*What to work on*: Wherever the string "SQLite" appears in the entries below, return the line that holds it.

(Dataset entries)
//! Taskly Core Library
//!
//! This crate provides the core functionality for Taskly, an offline-first
//! task and project manager that reconciles with a multi-device cloud
//! backend when connectivity returns.
//!
//! # Architecture
//!
//! - **LocalStore** (SQLite): the durable offline source of truth
//! - **DocumentStore**: the remote, per-user document service
//! - **SyncCoordinator**: decides per write whether to go local-only,
//!   remote-first or both, tags rows for deferred sync and flushes them
//! - **SessionRegistry**: one active device per account, enforced by a
//!   realtime watch
//!
//! # Quick Start
//!
//! ```text
//! let engine = Arc::new(Engine::open(Config::load()?)?);
//! engine.start().await;
//!
//! let task = engine.tasks().create(Task::new("Buy milk")).await?;
//! let tasks = engine.tasks().list().await?;
//! ```
//!
//! # Modules
//!
//! - `engine`: Wiring and background event handling (main entry point)
//! - `models`: Tasks, projects, notifications and session documents
//! - `storage`: Local SQLite store
//! - `remote`: Remote document store backends
//! - `sync`: Per-entity coordinators and read caches
//! - `auth`, `session`: Authentication state and device exclusivity
//! - `connectivity`: Reachability monitoring
//! - `config`: Application configuration

pub mod advisory;
pub mod auth;
pub mod config;
pub mod connectivity;
pub mod engine;
pub mod identity;
pub mod models;
pub mod remote;
pub mod scheduler;
pub mod session;
pub mod storage;
pub mod sync;

pub use advisory::{Advisory, CollectedAdvisories, LogAdvisory};
pub use auth::{AuthError, AuthEvent, AuthSession, AuthState};
pub use config::Config;
pub use connectivity::{ConnectivityMonitor, ReachabilityProbe};
pub use engine::{Engine, EngineBuilder, EngineStatus};
pub use identity::DeviceIdentity;
pub use models::{
    ActiveSession, EntityKind, Notification, NotificationCategory, NotificationType, Project,
    Task, TaskPriority, TaskStatus,
};
pub use remote::{DocumentStore, HttpDocumentStore, MemoryDocumentStore, RemoteError};
pub use scheduler::{NoopScheduler, ReminderScheduler};
pub use session::SessionRegistry;
pub use storage::{LocalStore, StorageError};
pub use sync::{ChangeEvent, SyncCoordinator, SyncError, SyncReport};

*Response to this task*:
//! - **LocalStore** (SQLite): the durable offline source of truth
//! - `storage`: Local SQLite store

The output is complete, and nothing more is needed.